We say that a language LΣL \subseteq \Sigma^* is expressible (by word equations) if there exists a system of word equations and a variable xx such that LL is the projection of the solution set onto xx. We naturally extend this notion to relations. For example, the equation x=aybzbx = aybzb expresses the regular language aΣbΣba\Sigma^*b\Sigma^*b since it equals

{h(x):h is a solution to x=aybzb}. \{h(x) : h \text{ is a solution to } x = aybzb\}.

It is readily seen that word equations can express non-regular and non-context-free languages, e.g. {ww:wΣ}\{ww : w \in \Sigma^*\} with (the quadratic equation) x=yyx = yy. Let us explore the expressiveness of word equations.

Powers of a word

Let us show that ww^* is expressible by word equations for any word ww. The key ingredient is the following characterization of commuting words.

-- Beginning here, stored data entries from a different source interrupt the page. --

impl<T: Entity> Reconciler<T> {
    /// `name` labels log lines
    pub fn new(name: &'static str) -> Self {
        Self {
            name,
            state: Mutex::new(SyncState {
                store: OptimisticListStore::new(),
                locks: ActionLockTable::new(),
            }),
            loading: AtomicUsize::new(0),
            last_error: Mutex::new(None),
            alive: AtomicBool::new(true),
            tasks: Mutex::new(Vec::new()),
            provisional_ids: AtomicI64::new(0),
        }
    }

    /// Id for an entity the backend has not created yet.
    ///
    /// Derived from the clock but strictly increasing, so creates issued in
    /// the same millisecond never share a placeholder.
    pub fn next_provisional_id(&self) -> EntityId {
        let candidate = chrono::Utc::now().timestamp_millis() * 2;
        let previous = self
            .provisional_ids
            .fetch_update(Ordering::SeqCst, Ordering::SeqCst, |last| {
                Some(candidate.max(last + 2))
            })
            .unwrap_or_else(|last| last);
        candidate.max(previous + 2)
    }

    pub fn name(&self) -> &'static str {
        self.name
    }

    fn lock_state(&self) -> MutexGuard<'_, SyncState<T>> {
        self.state.lock().unwrap_or_else(PoisonError::into_inner)
    }

    /// Run `f` with exclusive access to the store and lock table
    pub fn with_state<R>(&self, f: impl FnOnce(&mut SyncState<T>) -> R) -> R {
        f(&mut self.lock_state())
    }

    /// Current contents of the store
    pub fn snapshot(&self) -> Vec<T> {
        self.lock_state().store.items().to_vec()
    }

    /// Snapshots published after every store mutation
    pub fn subscribe(&self) -> watch::Receiver<Vec<T>> {
        self.lock_state().store.subscribe()
    }

    pub fn get(&self, id: EntityId) -> Option<T> {
        self.lock_state().store.get_item(id).map(|(_, item)| item.clone())
    }

    /// Whether a realtime notification of `kind` for `id` would be ignored
    pub fn is_action_blocked(&self, id: EntityId, kind: ActionKind) -> bool {
        self.lock_state().locks.is_action_blocked(id, kind)
    }

    /// Whether any local action is waiting for the backend
    pub fn has_pending_actions(&self) -> bool {
        !self.lock_state().locks.is_empty()
    }

    pub fn is_loading(&self) -> bool {
        self.loading.load(Ordering::SeqCst) > 0
    }

    fn start_loading(&self) -> LoadingGuard<'_> {
        self.loading.fetch_add(1, Ordering::SeqCst);
        LoadingGuard {
            counter: &self.loading,
        }
    }

    /// Error of the most recent failed operation, cleared by the next success
    pub fn last_error(&self) -> Option<SyncError> {
        self.last_error
            .lock()
            .unwrap_or_else(PoisonError::into_inner)
            .clone()
    }

    fn set_last_error(&self, error: Option<SyncError>) {
        *self.last_error.lock().unwrap_or_else(PoisonError::into_inner) = error;
    }

    pub fn is_alive(&self) -> bool {
        self.alive.load(Ordering::SeqCst)
    }

    /// Keep `task` until shutdown
    pub fn track_task(&self, task: JoinHandle<()>) {
        let mut tasks = self.tasks.lock().unwrap_or_else(PoisonError::into_inner);
        tasks.retain(|running| !running.is_finished());
        tasks.push(task);
    }

    /// Stop background tasks and ignore every response still in flight
    pub fn shutdown(&self) {
        self.alive.store(false, Ordering::SeqCst);
        let tasks = std::mem::take(&mut *self.tasks.lock().unwrap_or_else(PoisonError::into_inner));
        for task in tasks {
            task.abort();
        }
        tracing::debug!(reconciler = self.name, "reconciler shut down");
    }

    fn block(&self, id: EntityId, kind: ActionKind) -> ActionGuard<'_, T> {
        self.with_state(|state| state.locks.block_action(id, kind));
        tracing::trace!(reconciler = self.name, id, action = %kind, "action blocked");
        ActionGuard {
            reconciler: self,
            id,
            kind,
        }
    }

    /// Run one local mutation.
    ///
    /// `id` is blocked for `kind` before `apply` touches the store and
    /// released after the backend answered, whatever the outcome. On success
    /// `confirm` folds the backend value into the store; on failure the
    /// [`Rollback`] returned by `apply` is applied and the backend error is
    /// returned. Responses arriving after [`shutdown`](Self::shutdown) are
    /// returned but leave the store alone.
    pub async fn run_mutation<R, Fut>(
        &self,
        id: EntityId,
        kind: ActionKind,
        apply: impl FnOnce(&mut OptimisticListStore<T>) -> Result<Rollback<T>, SyncError>,
        remote: Fut,
        confirm: impl FnOnce(&mut OptimisticListStore<T>, &R) -> Result<(), StoreError>,
    ) -> Result<R, SyncError>
    where
        Fut: Future<Output = RpcResult<R>>,
    {
        let _loading = self.start_loading();
        let _action = self.block(id, kind);
        let rollback = self.with_state(|state| apply(&mut state.store))?;

        let result = remote.await;
        if !self.is_alive() {
            tracing::debug!(reconciler = self.name, id, action = %kind, "stale response ignored");
            return result.map_err(SyncError::from);
        }

        match result {
            Ok(value) => {
                if let Err(e) = self.with_state(|state| confirm(&mut state.store, &value)) {
                    let error = SyncError::from(e);
                    tracing::error!(reconciler = self.name, id, action = %kind, error = %error, "could not apply backend value");
                    self.set_last_error(Some(error.clone()));
                    return Err(error);
                }
                self.set_last_error(None);
                Ok(value)
            }
            Err(network) => {
                tracing::warn!(reconciler = self.name, id, action = %kind, error = %network, "backend call failed, rolling back");
                if let Err(e) = self.with_state(|state| rollback.apply(&mut state.store)) {
                    tracing::error!(reconciler = self.name, id, error = %e, "rollback failed");
                }
                let error = SyncError::Network(network);
                self.set_last_error(Some(error.clone()));
                Err(error)
            }
        }
    }

    /// Fetch the whole collection and make it the store contents.
    ///
    /// While any action is in flight the result is discarded so no
    /// optimistic entry is lost; the next refresh picks it up.
    pub async fn refresh_with<Fut>(&self, fetch: Fut) -> Result<RefreshOutcome, SyncError>
    where
        Fut: Future<Output = RpcResult<Vec<T>>>,
    {
        let _loading = self.start_loading();
        match fetch.await {
            Ok(items) => {
                self.set_last_error(None);
                Ok(self.replace_unless_locked(items))
            }
            Err(network) => {
                tracing::warn!(reconciler = self.name, error = %network, "refresh failed");
                let error = SyncError::Network(network);
                self.set_last_error(Some(error.clone()));
                Err(error)
            }
        }
    }

    /// Replace the store contents unless an action is in flight
    pub fn replace_unless_locked(&self, items: Vec<T>) -> RefreshOutcome {
        if !self.is_alive() {
            return RefreshOutcome::Deferred;
        }
        let outcome = self.with_state(|state| {
            if !state.locks.is_empty() {
                return RefreshOutcome::Deferred;
            }
            state.store.replace_all(items);
            RefreshOutcome::Applied
        });
        if outcome == RefreshOutcome::Deferred {
            tracing::debug!(reconciler = self.name, "refresh deferred, local actions in flight");
        }
        outcome
    }

    /// Fold one realtime notification into the store.
    ///
    /// Never fails: anything wrong with the notification or the follow-up
    /// fetch is logged and the notification dropped.
    pub async fn apply_change<S>(&self, source: &S, change: RawChange)
    where
        S: ChangeSource<Entity = T>,
    {
        if !self.is_alive() {
            return;
        }
        if let Err(e) = self.try_apply_change(source, change).await {
            tracing::error!(reconciler = self.name, error = %e, "dropped change notification");
        }
    }

    async fn try_apply_change<S>(&self, source: &S, change: RawChange) -> Result<(), SyncError>
    where
        S: ChangeSource<Entity = T>,
    {
        let change = change.decode::<S::Row, RecordId>()?;
        let kind = classify(&change)?;
        let id = change.entity_id().ok_or(InvalidChangePayload)?;

        let row = match (kind, change.record) {
            (ActionKind::Delete, _) => None,
            (_, Some(row)) => Some(row),
            (_, None) => return Err(InvalidChangePayload.into()),
        };
        let prepared = row.as_ref().map(|row| (source.patch(row), source.placeholder(row)));
        let index = source.placeholder_index();

        // lock check and mutation share one critical section
        let applied = self.with_state(|state| {
            if state.locks.is_action_blocked(id, kind) {
                return Ok(RemoteApply::Suppressed);
            }
            let Some((patch, placeholder)) = prepared else {
                let removed = state.store.delete_item(id);
                return Ok(RemoteApply::Deleted(removed.is_some()));
            };
            // a stored entity takes the row as a patch, anything else a placeholder
            if state.store.get_item_index(id).is_some() {
                state.store.upsert_item(Some(patch), None, false)?;
            } else {
                state.store.upsert_entity(&placeholder?, index, false)?;
            }
            Ok::<_, SyncError>(RemoteApply::Applied)
        })?;

        match applied {
            RemoteApply::Suppressed => {
                tracing::debug!(reconciler = self.name, id, kind = %kind, "change suppressed by local action");
                Ok(())
            }
            RemoteApply::Deleted(removed) => {
                tracing::debug!(reconciler = self.name, id, removed, "remote delete");
                Ok(())
            }
            RemoteApply::Applied => {
                tracing::debug!(reconciler = self.name, id, kind = %kind, "remote change applied");
                self.hydrate(source, id).await
            }
        }
    }

    /// Lay the authoritative record over whatever the store holds for `id`
    async fn hydrate<S>(&self, source: &S, id: EntityId) -> Result<(), SyncError>
    where
        S: ChangeSource<Entity = T>,
    {
        let patch = source.fetch(id).await?;
        if !self.is_alive() {
            return Ok(());
        }
        self.with_state(|state| {
            if state.locks.contains(id) {
                tracing::debug!(reconciler = self.name, id, "follow-up fetch superseded by local action");
                return Ok(());
            }
            if state.store.get_item_index(id).is_none() {
                tracing::debug!(reconciler = self.name, id, "entity gone before follow-up fetch resolved");
                return Ok(());
            }
            state.store.upsert_item(Some(patch), None, false).map(|_| ())
        })?;
        Ok(())
    }
}
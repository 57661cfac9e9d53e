//! Collection of shopping lists
//!
//! [`ShoppingListsSync`] mirrors every list the user can see, newest first.

use super::reconciler::{
    replace_provisional, spawn_refresh_loop, ChangeSource, Reconciler, Rollback,
};
use super::{validate_name, RefreshOutcome, SyncError};
use crate::client::api::ShoppingListApi;
use crate::client::config::Config;
use crate::client::optimistic::EntityPatch;
use crate::client::realtime::{
    ChannelSubscriptions, RealtimeTransport, TableFilter, SHOPPING_LISTS_CHANNEL,
    SHOPPING_LISTS_TABLE,
};
use crate::shared::event::ActionKind;
use crate::shared::shopping::{
    CreateShoppingListParameters, EntityId, ShoppingList, ShoppingListChange,
    UpdateShoppingListParameters,
};
use async_trait::async_trait;
use chrono::{DateTime, Local, Utc};
use std::cmp::Ordering;
use std::sync::Arc;
use std::time::Duration;
use tokio::sync::watch;
use uuid::Uuid;

/// Date format of list dates, e.g. `24.12.2025`
pub const LIST_DATE_FORMAT: &str = "%d.%m.%Y";

/// Changed fields of a list; `None` leaves a field alone
#[derive(Debug, Clone, Default, PartialEq)]
pub struct UpdateList {
    pub id: EntityId,
    pub name: Option<String>,
    pub date: Option<String>,
}

/// Reconciler for the collection of shopping lists
pub struct ShoppingListsSync {
    api: Arc<dyn ShoppingListApi>,
    engine: Reconciler<ShoppingList>,
    subscriptions: ChannelSubscriptions,
    refresh_interval: Duration,
}

impl ShoppingListsSync {
    pub fn new(
        api: Arc<dyn ShoppingListApi>,
        transport: Arc<dyn RealtimeTransport>,
        config: &Config,
    ) -> Arc<Self> {
        Arc::new(Self {
            api,
            engine: Reconciler::new("shopping_lists"),
            subscriptions: ChannelSubscriptions::new(transport),
            refresh_interval: config.refresh_interval(),
        })
    }

    pub fn lists(&self) -> Vec<ShoppingList> {
        self.engine.snapshot()
    }

    pub fn subscribe(&self) -> watch::Receiver<Vec<ShoppingList>> {
        self.engine.subscribe()
    }

    pub fn get(&self, id: EntityId) -> Option<ShoppingList> {
        self.engine.get(id)
    }

    pub fn is_loading(&self) -> bool {
        self.engine.is_loading()
    }

    pub fn last_error(&self) -> Option<SyncError> {
        self.engine.last_error()
    }

    pub fn has_pending_actions(&self) -> bool {
        self.engine.has_pending_actions()
    }

    pub fn is_action_blocked(&self, id: EntityId, kind: ActionKind) -> bool {
        self.engine.is_action_blocked(id, kind)
    }

    /// Reload every list, newest first
    pub async fn refresh(&self) -> Result<RefreshOutcome, SyncError> {
        let fetch = async {
            self.api.get_shopping_lists().await.map(|mut lists| {
                sort_newest_first(&mut lists);
                lists
            })
        };
        self.engine.refresh_with(fetch).await
    }

    /// Subscribe to list changes, replacing any earlier subscription
    pub async fn listen_for_changes(self: &Arc<Self>) -> Result<Uuid, SyncError> {
        let weak = Arc::downgrade(self);
        let id = self
            .subscriptions
            .listen(
                SHOPPING_LISTS_CHANNEL,
                TableFilter::table(SHOPPING_LISTS_TABLE),
                move |change| {
                    let weak = weak.clone();
                    async move {
                        if let Some(sync) = weak.upgrade() {
                            sync.engine.apply_change(sync.as_ref(), change).await;
                        }
                    }
                },
            )
            .await?;
        Ok(id)
    }

    pub async fn channels(&self) -> Vec<String> {
        self.subscriptions.channels().await
    }

    pub fn spawn_auto_refresh(self: &Arc<Self>) {
        let task = spawn_refresh_loop(
            Arc::downgrade(self),
            self.refresh_interval,
            |sync: Arc<Self>| async move { sync.refresh().await },
        );
        self.engine.track_task(task);
    }

    pub async fn dispose(&self) {
        self.engine.shutdown();
        self.subscriptions.unsubscribe_all().await;
    }

    /// Create a list dated today; it shows up first right away
    pub async fn create_list(&self, name: &str) -> Result<ShoppingList, SyncError> {
        validate_name(name)?;

        let now = Utc::now();
        let provisional = self.engine.next_provisional_id();
        let date = now.with_timezone(&Local).format(LIST_DATE_FORMAT).to_string();
        let placeholder = ShoppingList {
            id: provisional,
            created_at: now.to_rfc3339(),
            name: name.to_string(),
            date: date.clone(),
            product_amount: 0,
        };
        let request = CreateShoppingListParameters {
            name: name.to_string(),
            date,
        };

        self.engine
            .run_mutation(
                provisional,
                ActionKind::Insert,
                |store| {
                    store.upsert_entity(&placeholder, Some(0), false)?;
                    Ok(Rollback::Remove(provisional))
                },
                self.api.create_shopping_list(request),
                |store, list| replace_provisional(store, provisional, list).map(|_| ()),
            )
            .await
    }

    pub async fn update_list(&self, params: UpdateList) -> Result<ShoppingList, SyncError> {
        if let Some(name) = &params.name {
            validate_name(name)?;
        }

        let id = params.id;
        let patch = EntityPatch::new(id)
            .set_some("name", params.name.clone())
            .set_some("date", params.date.clone());
        let request = UpdateShoppingListParameters {
            id,
            name: params.name,
            date: params.date,
        };

        self.engine
            .run_mutation(
                id,
                ActionKind::Update,
                |store| {
                    let rollback = Rollback::capture(store, id, "list")?;
                    store.upsert_item(Some(patch), None, false)?;
                    Ok(rollback)
                },
                self.api.update_shopping_list(request),
                |store, list| store.upsert_entity(list, None, true).map(|_| ()),
            )
            .await
    }

    pub async fn delete_list(&self, id: EntityId) -> Result<EntityId, SyncError> {
        self.engine
            .run_mutation(
                id,
                ActionKind::Delete,
                |store| {
                    let rollback = Rollback::capture(store, id, "list")?;
                    store.delete_item(id);
                    Ok(rollback)
                },
                self.api.delete_shopping_list(id),
                |_, _| Ok(()),
            )
            .await
    }
}

#[async_trait]
impl ChangeSource for ShoppingListsSync {
    type Entity = ShoppingList;
    type Row = ShoppingListChange;

    fn placeholder(&self, row: &ShoppingListChange) -> Result<ShoppingList, SyncError> {
        Ok(ShoppingList {
            id: row.id,
            created_at: row
                .created_at
                .clone()
                .unwrap_or_else(|| Utc::now().to_rfc3339()),
            name: row.name.clone().unwrap_or_default(),
            date: row.date.clone().unwrap_or_default(),
            product_amount: row.product_amount.unwrap_or_default(),
        })
    }

    fn placeholder_index(&self) -> Option<usize> {
        Some(0)
    }

    fn patch(&self, row: &ShoppingListChange) -> EntityPatch {
        EntityPatch::new(row.id)
            .set_some("name", row.name.clone())
            .set_some("date", row.date.clone())
            .set_some("product_amount", row.product_amount)
    }

    async fn fetch(&self, id: EntityId) -> Result<EntityPatch, SyncError> {
        let desc = self.api.get_shopping_list_desc(id).await?;
        Ok(EntityPatch::from_entity(&desc)?)
    }
}

/// Sort by `created_at`, newest first. Timestamps that do not parse sort
/// after the ones that do, in their given order.
pub fn sort_newest_first(lists: &mut [ShoppingList]) {
    lists.sort_by(|a, b| {
        let parsed_a = DateTime::parse_from_rfc3339(&a.created_at).ok();
        let parsed_b = DateTime::parse_from_rfc3339(&b.created_at).ok();
        match (parsed_a, parsed_b) {
            (Some(a), Some(b)) => b.cmp(&a),
            (Some(_), None) => Ordering::Less,
            (None, Some(_)) => Ordering::Greater,
            (None, None) => Ordering::Equal,
        }
    });
}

Let u,vΣu, v \in \Sigma^*. We have uv=vuuv = vu iff u,vwu, v \in w^* for some wΣw \in \Sigma^*.
Proof.

\Leftarrow) Let i,jNi, j \in \N be such that u=wiu = w^i and v=wjv = w^j. We have uv=wiwj=wi+j=wjwi=vuuv = w^i w^j = w^{i+j} = w^j w^i = vu.

\Rightarrow) If uu or vv is empty, then the claim is trivial. If u=v|u| = |v|, then we must have u=vu = v, and hence we are done. Assume u>v>0|u| > |v| > 0 (the other case is symmetric). Since uv=vuuv = vu, by our assumption, there exists a non-empty word xx such that u=vxu = vx. Thus, we have

vxv=uv=vu=vvx. vxv = uv = vu = vvx.

By cancelling vv on the left, we obtain xv=vxxv = vx. Note that x<u|x| < |u|. Thus, by induction, x=wix = w^i and v=wjv = w^j for some word ww and some i,jNi, j \in \N. We are done since u=vx=wjwi=wi+ju = vx = w^j w^i = w^{i + j} and v=wjv = w^j.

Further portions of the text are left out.